Janet became my best friend in fall 1968. We met in fifth grade at the St. Vincent Ferrer school on East 65th Street. She was a transfer student from a school in Murray Hill that was closing because of low enrollment.

We were both only children. My mother worked outside the home. Janet’s mother did not. So we would take the bus to her home on East 37th Street after school.

It was a magical place for me: a first-floor garden apartment where we could play outside and in Janet’s beautiful bedroom. It felt like a real home.

As we grew up, Janet was on track to become an actress. I vividly recall the day her father took us to a shoot for “The Godfather,” in which Janet had a part.

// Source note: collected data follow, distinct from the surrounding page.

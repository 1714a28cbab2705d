//! Detection of newer deployments and waiting service-worker updates.
//!
//! ```text
//! NoUpdate -> UpdateAvailable -> Reloading
//!                  |
//!               dismiss
//!                  v
//!        Suppressed { until } --tick--> NoUpdate
//! ```
//!
//! The watchdog shares nothing with the sync orchestrator. Checks never fail
//! loudly: an unreachable version endpoint leaves the state as it was.

use crate::record::now_millis;
use async_trait::async_trait;
use chrono::{DateTime, Utc};
use reqwest::header::{CACHE_CONTROL, PRAGMA};
use serde::{Deserialize, Serialize};
use std::time::Duration;
use tokio::sync::watch;

/// How long a dismissed prompt stays hidden.
pub const DEFAULT_DISMISS_COOLDOWN: Duration = Duration::from_secs(5 * 60);

const VERSION_FETCH_TIMEOUT: Duration = Duration::from_secs(5);

/// Body of the version descriptor endpoint.
#[derive(Debug, Clone, PartialEq, Eq, Serialize, Deserialize)]
pub struct VersionInfo {
    pub version: String,
    pub timestamp: i64,
    pub updated: String,
}

#[derive(Debug, Clone, Copy, PartialEq, Eq, Serialize)]
#[serde(rename_all = "camelCase")]
pub enum UpdateKind {
    /// A different build is deployed
    Deployment,
    /// A new service worker is installed and waiting
    ServiceWorker,
}

#[derive(Debug, Clone, Default, PartialEq, Eq, Serialize)]
#[serde(rename_all = "camelCase", tag = "state")]
pub enum UpdateState {
    #[default]
    NoUpdate,
    UpdateAvailable {
        kind: UpdateKind,
        version: Option<String>,
    },
    Reloading,
    Suppressed {
        until: DateTime<Utc>,
    },
}

/// Query parameters that defeat intermediate caches.
#[derive(Debug, Clone, PartialEq, Eq)]
pub struct CacheBust {
    pub v: String,
    pub cb: String,
}

impl CacheBust {
    pub fn fresh() -> Self {
        Self {
            v: now_millis().to_string(),
            cb: uuid::Uuid::new_v4().simple().to_string(),
        }
    }
}

#[derive(Debug, thiserror::Error)]
pub enum WatchdogError {
    #[error("no version URL configured")]
    NotConfigured,
    #[error("version request failed: {0}")]
    Http(#[from] reqwest::Error),
    #[error("version endpoint returned HTTP {0}")]
    Status(u16),
}

/// The environment that can drop caches and restart the app.
#[async_trait]
pub trait ReloadHost: Send + Sync {
    /// Drop cached assets and storage except the `preserve` keys.
    async fn clear_caches(&self, preserve: &[String]) -> Result<(), String>;

    /// Tell a waiting service worker to take over. Returns `false` when none
    /// is waiting.
    async fn activate_waiting_worker(&self) -> bool;

    fn reload(&self, bust: &CacheBust);
}

pub struct UpdateWatchdog {
    http: reqwest::Client,
    version_url: Option<String>,
    current_version: String,
    cooldown: Duration,
    /// Storage keys that survive a cache clear.
    preserve: Vec<String>,
    state: watch::Sender<UpdateState>,
}

impl UpdateWatchdog {
    pub fn new(version_url: Option<String>, current_version: impl Into<String>) -> Self {
        let (state, _) = watch::channel(UpdateState::default());
        Self {
            http: reqwest::Client::new(),
            version_url,
            current_version: current_version.into(),
            cooldown: DEFAULT_DISMISS_COOLDOWN,
            preserve: vec!["user-preferences".to_string(), "app_version".to_string()],
            state,
        }
    }

    pub fn with_cooldown(mut self, cooldown: Duration) -> Self {
        self.cooldown = cooldown;
        self
    }

    /// Keep `key` when caches are cleared.
    pub fn preserve(mut self, key: impl Into<String>) -> Self {
        self.preserve.push(key.into());
        self
    }

    pub fn state(&self) -> UpdateState {
        self.state.borrow().clone()
    }

    pub fn subscribe(&self) -> watch::Receiver<UpdateState> {
        self.state.subscribe()
    }

    pub fn current_version(&self) -> &str {
        &self.current_version
    }

    /// Fetch the deployed version descriptor, bypassing caches.
    pub async fn fetch_version(&self) -> Result<VersionInfo, WatchdogError> {
        let url = self.version_url.as_deref().ok_or(WatchdogError::NotConfigured)?;
        let bust = CacheBust::fresh();

        let response = self
            .http
            .get(url)
            .query(&[("v", bust.v.as_str()), ("cb", bust.cb.as_str())])
            .header(CACHE_CONTROL, "no-cache")
            .header(PRAGMA, "no-cache")
            .timeout(VERSION_FETCH_TIMEOUT)
            .send()
            .await?;

        if !response.status().is_success() {
            return Err(WatchdogError::Status(response.status().as_u16()));
        }
        Ok(response.json().await?)
    }

    /// Compare the deployed version with the running one.
    pub async fn check_for_update(&self) -> UpdateState {
        self.tick(Utc::now());
        if matches!(
            self.state(),
            UpdateState::Suppressed { .. } | UpdateState::Reloading
        ) {
            return self.state();
        }

        match self.fetch_version().await {
            Ok(info) if info.version != self.current_version => {
                tracing::info!(
                    running = %self.current_version,
                    deployed = %info.version,
                    "New deployment available"
                );
                self.detect(UpdateKind::Deployment, Some(info.version));
            }
            Ok(_) => tracing::debug!("Running the deployed version"),
            Err(WatchdogError::NotConfigured) => {}
            Err(err) => tracing::debug!(error = %err, "Update check failed"),
        }
        self.state()
    }

    /// A new service worker finished installing and is waiting.
    pub fn notify_service_worker_waiting(&self) -> UpdateState {
        self.tick(Utc::now());
        tracing::info!("Service worker update waiting");
        self.detect(UpdateKind::ServiceWorker, None);
        self.state()
    }

    /// Hide the prompt until the cooldown has passed.
    pub fn dismiss(&self) {
        self.dismiss_at(Utc::now());
    }

    pub fn dismiss_at(&self, now: DateTime<Utc>) {
        let until = later(now, self.cooldown);
        self.state.send_modify(|state| {
            if matches!(state, UpdateState::UpdateAvailable { .. }) {
                *state = UpdateState::Suppressed { until };
            }
        });
        tracing::debug!(%until, "Update prompt dismissed");
    }

    /// Lift an expired suppression.
    pub fn tick(&self, now: DateTime<Utc>) {
        self.state.send_if_modified(|state| match state {
            UpdateState::Suppressed { until } if *until <= now => {
                *state = UpdateState::NoUpdate;
                true
            }
            _ => false,
        });
    }

    /// Apply the pending update. Returns `false` if there was none.
    pub async fn accept(&self, host: &dyn ReloadHost) -> bool {
        let kind = match self.state() {
            UpdateState::UpdateAvailable { kind, .. } => kind,
            _ => return false,
        };
        self.state.send_replace(UpdateState::Reloading);

        if kind == UpdateKind::ServiceWorker && host.activate_waiting_worker().await {
            tracing::info!("Activated waiting service worker");
            host.reload(&CacheBust::fresh());
            return true;
        }

        if let Err(err) = host.clear_caches(&self.preserve).await {
            tracing::error!(error = %err, "Cache clear failed, reloading anyway");
        }
        host.reload(&CacheBust::fresh());
        true
    }

    fn detect(&self, kind: UpdateKind, version: Option<String>) {
        self.state.send_if_modified(|state| match state {
            UpdateState::NoUpdate => {
                *state = UpdateState::UpdateAvailable { kind, version };
                true
            }
            _ => false,
        });
    }
}

/// `now + by`, saturating at the latest representable instant.
fn later(now: DateTime<Utc>, by: Duration) -> DateTime<Utc> {
    chrono::Duration::from_std(by)
        .ok()
        .and_then(|by| now.checked_add_signed(by))
        .unwrap_or(DateTime::<Utc>::MAX_UTC)
}

impl std::fmt::Debug for UpdateWatchdog {
    fn fmt(&self, f: &mut std::fmt::Formatter<'_>) -> std::fmt::Result {
        f.debug_struct("UpdateWatchdog")
            .field("version_url", &self.version_url)
            .field("current_version", &self.current_version)
            .field("state", &*self.state.borrow())
            .finish_non_exhaustive()
    }
}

Janet died of leukemia a few months later, and over the years her friends, including me, made a point of walking by East 37th Street whenever we were in the area.

Fast forward to 2022. I had lived in different parts of New York City over the years and most recently at my mother’s home in Connecticut. I sold the house after my mother died and was able to rent in the city once again

I looked at many apartments, until one day a certain East 37th Street address came up on my computer. I was shown an amazing, newly renovated, light-filled apartment on the fourth floor in the front of the building.

I had to interview with the apartment’s owner. He listened quietly as I explained my connection to the building. I expected to leave and hear his decision at a later date. That is not what happened.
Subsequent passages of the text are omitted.